▶ [WORK ORDER]: Starting at the first line of the data below, write out each line exactly until you reach the line containing "at the end.", and include that line too.

[[ EXCERPTED DATA open ]]

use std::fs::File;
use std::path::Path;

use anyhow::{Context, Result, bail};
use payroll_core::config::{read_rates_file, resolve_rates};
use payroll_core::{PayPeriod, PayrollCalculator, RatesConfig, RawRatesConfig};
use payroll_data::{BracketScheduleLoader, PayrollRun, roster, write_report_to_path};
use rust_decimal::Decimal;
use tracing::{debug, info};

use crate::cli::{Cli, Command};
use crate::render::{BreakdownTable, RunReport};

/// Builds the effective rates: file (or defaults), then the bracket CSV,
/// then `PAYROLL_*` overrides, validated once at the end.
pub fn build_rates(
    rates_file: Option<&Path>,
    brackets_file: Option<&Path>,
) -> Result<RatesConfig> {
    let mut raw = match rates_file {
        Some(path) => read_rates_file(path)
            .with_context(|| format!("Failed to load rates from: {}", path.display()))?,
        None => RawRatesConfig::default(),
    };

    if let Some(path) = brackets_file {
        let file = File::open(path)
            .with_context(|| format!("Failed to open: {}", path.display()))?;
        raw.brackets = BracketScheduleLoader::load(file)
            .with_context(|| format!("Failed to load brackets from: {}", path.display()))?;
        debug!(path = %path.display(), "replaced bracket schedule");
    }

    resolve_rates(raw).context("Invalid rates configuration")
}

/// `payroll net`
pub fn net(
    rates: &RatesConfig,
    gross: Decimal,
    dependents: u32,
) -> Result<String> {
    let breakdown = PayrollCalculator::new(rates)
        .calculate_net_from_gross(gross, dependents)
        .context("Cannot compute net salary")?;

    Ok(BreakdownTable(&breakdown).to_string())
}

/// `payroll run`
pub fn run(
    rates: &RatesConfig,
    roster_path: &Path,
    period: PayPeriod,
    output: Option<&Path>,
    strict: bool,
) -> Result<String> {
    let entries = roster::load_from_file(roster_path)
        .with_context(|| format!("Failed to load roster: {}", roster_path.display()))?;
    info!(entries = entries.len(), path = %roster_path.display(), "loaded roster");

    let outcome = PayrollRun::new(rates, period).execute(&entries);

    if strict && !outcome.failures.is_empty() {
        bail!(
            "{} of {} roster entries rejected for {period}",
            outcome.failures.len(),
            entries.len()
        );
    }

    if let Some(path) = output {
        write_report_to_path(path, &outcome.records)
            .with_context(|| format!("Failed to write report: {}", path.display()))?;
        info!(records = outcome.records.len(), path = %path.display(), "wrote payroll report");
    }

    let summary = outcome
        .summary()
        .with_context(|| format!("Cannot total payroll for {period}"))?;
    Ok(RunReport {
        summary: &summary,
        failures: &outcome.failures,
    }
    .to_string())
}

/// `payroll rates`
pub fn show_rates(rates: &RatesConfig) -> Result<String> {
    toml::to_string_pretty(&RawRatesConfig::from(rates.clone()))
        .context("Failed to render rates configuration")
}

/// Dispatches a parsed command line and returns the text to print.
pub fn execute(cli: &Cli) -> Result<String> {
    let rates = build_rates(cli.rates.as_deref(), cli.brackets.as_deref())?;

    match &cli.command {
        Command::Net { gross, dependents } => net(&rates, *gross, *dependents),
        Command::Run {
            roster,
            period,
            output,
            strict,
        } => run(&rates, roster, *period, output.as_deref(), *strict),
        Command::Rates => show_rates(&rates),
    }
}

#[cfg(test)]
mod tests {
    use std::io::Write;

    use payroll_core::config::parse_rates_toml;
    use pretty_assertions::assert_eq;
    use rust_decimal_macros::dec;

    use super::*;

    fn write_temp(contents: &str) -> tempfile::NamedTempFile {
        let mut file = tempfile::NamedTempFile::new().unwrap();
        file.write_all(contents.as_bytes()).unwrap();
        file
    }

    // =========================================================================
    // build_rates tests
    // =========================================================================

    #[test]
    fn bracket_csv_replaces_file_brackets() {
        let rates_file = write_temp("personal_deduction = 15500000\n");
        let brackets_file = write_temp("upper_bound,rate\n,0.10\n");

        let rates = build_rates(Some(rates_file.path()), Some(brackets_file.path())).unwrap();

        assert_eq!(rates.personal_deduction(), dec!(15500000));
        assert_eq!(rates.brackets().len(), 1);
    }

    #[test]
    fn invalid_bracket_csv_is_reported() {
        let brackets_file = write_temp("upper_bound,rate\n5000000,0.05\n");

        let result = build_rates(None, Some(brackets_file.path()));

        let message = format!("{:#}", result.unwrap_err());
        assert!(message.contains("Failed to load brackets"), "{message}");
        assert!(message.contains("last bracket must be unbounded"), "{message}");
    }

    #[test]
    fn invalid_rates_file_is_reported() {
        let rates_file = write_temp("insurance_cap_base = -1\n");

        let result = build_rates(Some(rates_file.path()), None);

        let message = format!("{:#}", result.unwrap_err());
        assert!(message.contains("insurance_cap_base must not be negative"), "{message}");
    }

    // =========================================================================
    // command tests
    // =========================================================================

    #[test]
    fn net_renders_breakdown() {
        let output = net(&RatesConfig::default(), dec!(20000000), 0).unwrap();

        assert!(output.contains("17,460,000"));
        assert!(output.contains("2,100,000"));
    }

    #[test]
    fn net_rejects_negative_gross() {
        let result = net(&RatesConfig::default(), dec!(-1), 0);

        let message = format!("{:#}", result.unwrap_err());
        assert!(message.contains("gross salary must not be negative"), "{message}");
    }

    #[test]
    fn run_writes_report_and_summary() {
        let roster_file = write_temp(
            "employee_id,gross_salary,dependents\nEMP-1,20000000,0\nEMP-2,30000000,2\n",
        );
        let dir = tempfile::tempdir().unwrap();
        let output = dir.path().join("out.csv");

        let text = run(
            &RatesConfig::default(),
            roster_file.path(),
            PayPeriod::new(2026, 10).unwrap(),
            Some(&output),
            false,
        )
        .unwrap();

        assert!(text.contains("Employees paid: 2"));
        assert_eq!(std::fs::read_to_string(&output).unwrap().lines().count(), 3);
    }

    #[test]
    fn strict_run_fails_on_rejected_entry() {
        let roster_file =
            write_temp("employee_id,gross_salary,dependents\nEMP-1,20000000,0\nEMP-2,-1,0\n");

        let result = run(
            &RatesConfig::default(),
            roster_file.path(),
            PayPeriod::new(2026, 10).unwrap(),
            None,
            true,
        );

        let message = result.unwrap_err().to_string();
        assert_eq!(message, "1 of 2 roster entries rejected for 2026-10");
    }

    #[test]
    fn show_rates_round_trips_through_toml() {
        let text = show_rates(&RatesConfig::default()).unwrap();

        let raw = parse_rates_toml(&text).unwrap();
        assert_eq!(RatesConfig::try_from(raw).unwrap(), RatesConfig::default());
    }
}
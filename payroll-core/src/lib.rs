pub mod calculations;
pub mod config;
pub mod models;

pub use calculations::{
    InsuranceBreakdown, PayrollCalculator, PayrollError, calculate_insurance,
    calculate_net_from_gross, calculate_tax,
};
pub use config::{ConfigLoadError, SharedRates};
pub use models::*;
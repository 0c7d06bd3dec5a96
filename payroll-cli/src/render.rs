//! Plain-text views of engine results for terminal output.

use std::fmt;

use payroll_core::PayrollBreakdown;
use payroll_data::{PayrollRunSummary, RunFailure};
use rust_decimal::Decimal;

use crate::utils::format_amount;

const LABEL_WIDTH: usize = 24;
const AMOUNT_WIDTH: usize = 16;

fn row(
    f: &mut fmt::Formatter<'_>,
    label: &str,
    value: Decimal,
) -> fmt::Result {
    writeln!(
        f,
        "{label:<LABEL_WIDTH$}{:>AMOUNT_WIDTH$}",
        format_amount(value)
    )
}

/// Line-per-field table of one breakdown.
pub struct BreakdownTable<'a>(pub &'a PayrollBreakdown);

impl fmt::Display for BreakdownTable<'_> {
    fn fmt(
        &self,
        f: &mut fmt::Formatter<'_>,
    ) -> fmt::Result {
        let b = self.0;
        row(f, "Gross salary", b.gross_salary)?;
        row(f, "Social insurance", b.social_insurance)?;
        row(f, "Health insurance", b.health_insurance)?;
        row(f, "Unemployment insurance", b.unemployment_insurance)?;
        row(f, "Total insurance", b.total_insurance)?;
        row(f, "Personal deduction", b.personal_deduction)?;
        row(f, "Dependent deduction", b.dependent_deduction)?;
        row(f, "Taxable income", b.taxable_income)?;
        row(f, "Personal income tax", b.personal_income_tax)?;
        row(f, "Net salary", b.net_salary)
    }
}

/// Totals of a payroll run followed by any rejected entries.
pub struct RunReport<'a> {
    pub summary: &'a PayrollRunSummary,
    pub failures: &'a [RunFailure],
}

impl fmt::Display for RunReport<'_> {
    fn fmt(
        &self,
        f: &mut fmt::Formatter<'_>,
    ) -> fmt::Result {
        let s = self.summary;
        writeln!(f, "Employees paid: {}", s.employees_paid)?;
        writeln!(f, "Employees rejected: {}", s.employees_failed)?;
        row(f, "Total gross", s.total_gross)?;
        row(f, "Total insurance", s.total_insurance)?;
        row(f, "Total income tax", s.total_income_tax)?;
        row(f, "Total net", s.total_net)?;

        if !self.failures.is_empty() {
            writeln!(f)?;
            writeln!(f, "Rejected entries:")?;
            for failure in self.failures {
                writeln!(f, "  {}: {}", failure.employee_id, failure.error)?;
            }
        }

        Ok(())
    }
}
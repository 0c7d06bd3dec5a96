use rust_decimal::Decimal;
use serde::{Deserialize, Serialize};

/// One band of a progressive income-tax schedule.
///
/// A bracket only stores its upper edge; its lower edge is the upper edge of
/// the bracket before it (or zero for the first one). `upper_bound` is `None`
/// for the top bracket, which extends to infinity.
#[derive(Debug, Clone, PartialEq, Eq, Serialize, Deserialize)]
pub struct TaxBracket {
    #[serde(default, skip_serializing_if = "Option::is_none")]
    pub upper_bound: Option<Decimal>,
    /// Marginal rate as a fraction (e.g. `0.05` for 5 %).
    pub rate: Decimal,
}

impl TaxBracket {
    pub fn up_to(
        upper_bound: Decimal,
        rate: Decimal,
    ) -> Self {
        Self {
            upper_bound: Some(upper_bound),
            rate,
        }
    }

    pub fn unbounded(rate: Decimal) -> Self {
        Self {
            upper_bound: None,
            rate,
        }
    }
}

[[ EXCERPTED DATA closed ]]

▶ [SOLUTION]:
use std::fs::File;
use std::path::Path;

use anyhow::{Context, Result, bail};
use payroll_core::config::{read_rates_file, resolve_rates};
use payroll_core::{PayPeriod, PayrollCalculator, RatesConfig, RawRatesConfig};
use payroll_data::{BracketScheduleLoader, PayrollRun, roster, write_report_to_path};
use rust_decimal::Decimal;
use tracing::{debug, info};

use crate::cli::{Cli, Command};
use crate::render::{BreakdownTable, RunReport};

/// Builds the effective rates: file (or defaults), then the bracket CSV,
/// then `PAYROLL_*` overrides, validated once at the end.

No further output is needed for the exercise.